Layout of problems in memory with a view to cache operation, and hand in hand, tuning the algorithms in use the layouts, is probably the biggest place you will find speed in a modern system. But there are codes that simply don’t cooperate well. They have irregular access patterns, or pathological ones, ones that seem to keep the caches from really managing to hit their stride.
Sometimes it needs meticulous profiling and hand optimisation down to a very low level to sort these problems out. Addition of cache pre-fetch and similar tricks can help considerably.
Thanks for explanation. Do I correctly understand that for the use case of games* you could simulate pretty much any physics problem?
The question about the ease of using the GPU for non-traditional GPUting is partly because I’ve been wondering why AMD has been so slow in using its GPUs for things other than traditional graphics.
I don’t understand how anyone whose business is real-time computer graphics could have learned that DirectX11 was going to enable tessellation and then gone on not to emphasize that feature in their GPUs. If I understand correctly, tessellation allows you to save a lot of memory bandwidth by transferring a light, simple mesh from the VRAM to the GPU and then using the GPU to add geometric complexity to whatever level is desired in real-time.
VXGI uses much the same principles as Flex by taking a fiendishly complex interaction of millions of points with each other and grouping them into fewer, bigger chunks. The result is not quite as accurate as, say, Iray, but it’s good enough to be a major improvement and it’s hundreds of thousands of times faster.
Seems obvious enough and not that difficult to implement so I’m wondering if there’s something I’m missing here.
*Given that they don’t need scientific accuracy or care if a butterfly batting its wings in Beijing causes a tornado in London.
Not really. Some physics will simply get you the wrong answer, or worse, an utterly wrong answer, unless you are very careful. Real world mezo-scale physics is probably OK, but some forces act very unfortunately.
A big part of getting big simulations right is working out how to cope with the approximations needed, without the problem going all wrong.
For a game you can get away with empirical approximations that get something that looks about right, but may actually not embody anything like the real physics of the problem. Turbulent flow would be a good example. (Actually turbulent flows are a good example of a huge number of the problems faced in real world computation as well. They are just plain awful.)
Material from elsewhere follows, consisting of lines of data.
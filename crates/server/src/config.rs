use std::net::SocketAddr;
use std::time::Duration;

use serde::{Deserialize, Serialize};
use tanya::MatchConfig;

/// Server configuration
#[derive(Debug, Clone, Deserialize, Serialize)]
pub struct ServerConfig {
    /// Server bind address
    #[serde(default = "default_bind_addr")]
    pub bind_addr: String,

    /// Server port
    #[serde(default = "default_port")]
    pub port: u16,

    /// Request timeout in seconds
    #[serde(default = "default_timeout_secs")]
    pub timeout_secs: u64,

    /// Enable CORS
    #[serde(default = "default_true")]
    pub enable_cors: bool,

    /// Log level
    #[serde(default = "default_log_level")]
    pub log_level: String,

    /// Optional JSON seed file with intents and books for database-less
    /// deployments
    #[serde(default)]
    pub seed_file: Option<String>,

    /// Matching thresholds passed to the engine
    #[serde(default)]
    pub matching: MatchConfig,

    /// Database connection settings. Only used when the server is built with
    /// the `backend-postgres` feature; otherwise the in-memory stores serve.
    #[serde(default)]
    pub database: Option<DatabaseConfig>,
}

/// Database connection settings
#[derive(Debug, Clone, Deserialize, Serialize)]
pub struct DatabaseConfig {
    #[serde(default = "default_db_host")]
    pub host: String,
    #[serde(default = "default_db_port")]
    pub port: u16,
    #[serde(default = "default_db_user")]
    pub user: String,
    #[serde(default)]
    pub password: String,
    #[serde(default = "default_db_name")]
    pub dbname: String,
    #[serde(default = "default_db_connect_timeout_secs")]
    pub connect_timeout_secs: u64,
}

impl Default for ServerConfig {
    fn default() -> Self {
        Self {
            bind_addr: default_bind_addr(),
            port: default_port(),
            timeout_secs: default_timeout_secs(),
            enable_cors: default_true(),
            log_level: default_log_level(),
            seed_file: None,
            matching: MatchConfig::default(),
            database: None,
        }
    }
}

impl Default for DatabaseConfig {
    fn default() -> Self {
        Self {
            host: default_db_host(),
            port: default_db_port(),
            user: default_db_user(),
            password: String::new(),
            dbname: default_db_name(),
            connect_timeout_secs: default_db_connect_timeout_secs(),
        }
    }
}

impl ServerConfig {
    /// Load configuration from environment variables and config files
    pub fn load() -> anyhow::Result<Self> {
        let builder = config::Config::builder()
            // Load from file if exists
            .add_source(config::File::with_name("tanya-server").required(false))
            // Override with environment variables
            .add_source(config::Environment::with_prefix("TANYA_SERVER").separator("__"));

        let config: ServerConfig = builder.build()?.try_deserialize()?;
        config.matching.validate()?;
        Ok(config)
    }

    /// Get the socket address to bind to
    pub fn socket_addr(&self) -> anyhow::Result<SocketAddr> {
        let addr_str = format!("{}:{}", self.bind_addr, self.port);
        Ok(addr_str.parse()?)
    }

    /// Get request timeout as Duration
    pub fn timeout(&self) -> Duration {
        Duration::from_secs(self.timeout_secs)
    }
}

fn default_bind_addr() -> String {
    "0.0.0.0".to_string()
}

fn default_port() -> u16 {
    5000
}

fn default_timeout_secs() -> u64 {
    30
}

fn default_true() -> bool {
    true
}

fn default_log_level() -> String {
    "info".to_string()
}

fn default_db_host() -> String {
    "localhost".to_string()
}

fn default_db_port() -> u16 {
    5432
}

fn default_db_user() -> String {
    "postgres".to_string()
}

fn default_db_name() -> String {
    "tanya".to_string()
}

fn default_db_connect_timeout_secs() -> u64 {
    60
}

#[cfg(test)]
mod tests {
    use super::*;

    #[test]
    fn defaults_are_sensible() {
        let cfg = ServerConfig::default();
        assert_eq!(cfg.port, 5000);
        assert!(cfg.enable_cors);
        assert!(cfg.database.is_none());
        assert!(cfg.matching.validate().is_ok());
    }

    #[test]
    fn config_deserializes_from_partial_json() {
        let cfg: ServerConfig = serde_json::from_str(
            r#"{"port": 8080, "matching": {"intent_threshold": 55.0}}"#,
        )
        .unwrap();
        assert_eq!(cfg.port, 8080);
        assert_eq!(cfg.matching.intent_threshold, 55.0);
        assert_eq!(cfg.matching.title_threshold, 75.0);
    }

    #[test]
    fn socket_addr_parses() {
        let cfg = ServerConfig {
            bind_addr: "127.0.0.1".into(),
            port: 9000,
            ..ServerConfig::default()
        };
        assert_eq!(cfg.socket_addr().unwrap().port(), 9000);
    }
}
//! # Tanya Text Primitives
//!
//! This crate provides the two string primitives everything else in the
//! engine is built on: a normalized edit-distance similarity score and a
//! query normalizer.
//!
//! ## Core Responsibilities
//!
//! - **Similarity**: [`similarity`] computes a 0–100 closeness score between
//!   two strings from their Levenshtein distance. 100 means identical, 0
//!   means nothing in common at the character level.
//! - **Normalization**: [`normalize`] lowercases a query, strips everything
//!   that is neither a word character nor whitespace, and trims the edges, so
//!   `"Halo, Bot!"` and `"halo bot"` compare equal.
//!
//! The metric itself is case- and whitespace-sensitive by construction;
//! callers decide how much normalization to apply before scoring. The intent
//! matcher normalizes fully, while subject and title matching only lowercase.
//!
//! ## Example Usage
//!
//! ```
//! use tanya_text::{normalize, similarity};
//!
//! assert_eq!(normalize("Hello, World!"), "hello world");
//! assert_eq!(similarity("psikologi", "psikologi"), 100.0);
//! assert!(similarity("psikolog", "psikologi") > 85.0);
//! ```

/// Levenshtein distance between two strings, counted in chars.
///
/// Unit cost for insertion, deletion, and substitution. Uses two rolling rows
/// instead of the full matrix, keeping memory at O(min(|a|, |b|)).
pub fn edit_distance(a: &str, b: &str) -> usize {
    let len_a = a.chars().count();
    let len_b = b.chars().count();

    // Keep the row allocated over the shorter string.
    if len_b > len_a {
        return edit_distance(b, a);
    }
    if len_b == 0 {
        return len_a;
    }

    let mut prev_row: Vec<usize> = (0..=len_b).collect();
    let mut curr_row = vec![0usize; len_b + 1];

    for (i, ca) in a.chars().enumerate() {
        curr_row[0] = i + 1;
        for (j, cb) in b.chars().enumerate() {
            let cost = usize::from(ca != cb);
            curr_row[j + 1] = (curr_row[j] + 1)
                .min(prev_row[j + 1] + 1)
                .min(prev_row[j] + cost);
        }
        std::mem::swap(&mut prev_row, &mut curr_row);
    }

    prev_row[len_b]
}

/// Normalized similarity in `[0.0, 100.0]`.
///
/// `100 * (max_len - distance) / max_len`, where `max_len` is the longer
/// string's char count. Two empty strings are a perfect, trivial match.
/// The result is floored at zero; the distance can never exceed `max_len`,
/// so the floor is never hit on real inputs.
pub fn similarity(a: &str, b: &str) -> f32 {
    let max_len = a.chars().count().max(b.chars().count());
    if max_len == 0 {
        return 100.0;
    }
    if a == b {
        return 100.0;
    }
    let distance = edit_distance(a, b);
    (((max_len - distance) as f32 / max_len as f32) * 100.0).max(0.0)
}

/// Lowercase `text`, strip every char that is neither a word character
/// (alphanumeric or `_`) nor whitespace, and trim the edges.
///
/// Idempotent: `normalize(normalize(x)) == normalize(x)`.
pub fn normalize(text: &str) -> String {
    let lowered = text.to_lowercase();
    let kept: String = lowered
        .chars()
        .filter(|ch| ch.is_alphanumeric() || *ch == '_' || ch.is_whitespace())
        .collect();
    kept.trim().to_string()
}

#[cfg(test)]
mod tests {
    use super::*;

    #[test]
    fn identical_strings_score_100() {
        assert_eq!(similarity("halo", "halo"), 100.0);
        assert_eq!(similarity("pemrograman python dasar", "pemrograman python dasar"), 100.0);
    }

    #[test]
    fn both_empty_is_trivial_match() {
        assert_eq!(similarity("", ""), 100.0);
    }

    #[test]
    fn empty_against_non_empty_scores_zero() {
        assert_eq!(similarity("halo", ""), 0.0);
        assert_eq!(similarity("", "halo"), 0.0);
    }

    #[test]
    fn similarity_is_symmetric() {
        let pairs = [
            ("psikolog", "psikologi"),
            ("buku", "duku"),
            ("jam buka", "jam tutup"),
            ("", "abc"),
        ];
        for (a, b) in pairs {
            assert_eq!(similarity(a, b), similarity(b, a), "pair ({a:?}, {b:?})");
        }
    }

    #[test]
    fn similarity_stays_in_range() {
        let samples = ["", "a", "halo", "perpustakaan", "日本語テキスト", "x _ y"];
        for a in samples {
            for b in samples {
                let s = similarity(a, b);
                assert!((0.0..=100.0).contains(&s), "similarity({a:?}, {b:?}) = {s}");
            }
        }
    }

    #[test]
    fn one_edit_over_nine_chars() {
        // "psikolog" -> "psikologi" is a single insertion over length 9.
        let s = similarity("psikolog", "psikologi");
        assert!((s - 100.0 * 8.0 / 9.0).abs() < 1e-4, "got {s}");
        assert!(s >= 70.0);
    }

    #[test]
    fn distance_counts_chars_not_bytes() {
        // Multi-byte chars must count as single edits.
        assert_eq!(edit_distance("café", "cafe"), 1);
        assert_eq!(edit_distance("日本", "日米"), 1);
    }

    #[test]
    fn normalize_strips_punctuation_and_lowercases() {
        assert_eq!(normalize("Hello, World!"), "hello world");
        assert_eq!(normalize("  Jam buka perpustakaan?  "), "jam buka perpustakaan");
        assert_eq!(normalize("buku_baru: ada?"), "buku_baru ada");
    }

    #[test]
    fn normalize_is_idempotent() {
        let samples = ["Hello, World!", "  Halo!!!  ", "sudah bersih", "", "¿Qué tal?"];
        for s in samples {
            let once = normalize(s);
            assert_eq!(normalize(&once), once, "input {s:?}");
        }
    }

    #[test]
    fn normalize_keeps_unicode_letters_and_digits() {
        assert_eq!(normalize("Café №5!"), "café 5");
        assert_eq!(normalize("rak A1"), "rak a1");
    }
}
I don’t think it is really fair to say AMD has been silent on this. nVidia is probably the company that is more strange, given their secretive nature and unwillingness to publish useful details about their offerings. The two big GPU libraries are CUDA and Open CL. Open CL runs on AMD as well as a large number of other platforms (including nVidia) whereas CUDA is nVidia only, and will remain so so far as we know. Proprietary lock-in has not been the best long term strategy for a while now. nVidia may be one company to lose out here, not AMD.
The lead time in design for a GPU is going to be quite some time, from working up a new design in the abstract, simulating, measuring, tuning the design, RTL, layout, fab, testing. This isn’t quick. There isn’t a lot of agility, and even if were apparent that a feature would be a good idea, it isn’t assured that it is worth the silicon it would take up in competition with other parts of the design. Otherwise you are talking more area and greater cost, and a question about how it fits the market, or means another product, and whether you can afford another model.
SGI had multiple resolution textures in about 1997 (I think they came in with the Infinite Reality.) The idea or implementation isn’t new.
Yes, sure. GPU’s are also used for password hacks, Botcoin farming , etc. but those applications are not really what GPU’s are designed for and used for in 99.99% of the time - and can only be used, if the software is specifically designed for use with graphics cards.
True about open standards. Hopefully AMD’s latest attempts with GPUOpen will be successful.
For what reasons do you think Nvidia has been getting the better of AMD for a while now?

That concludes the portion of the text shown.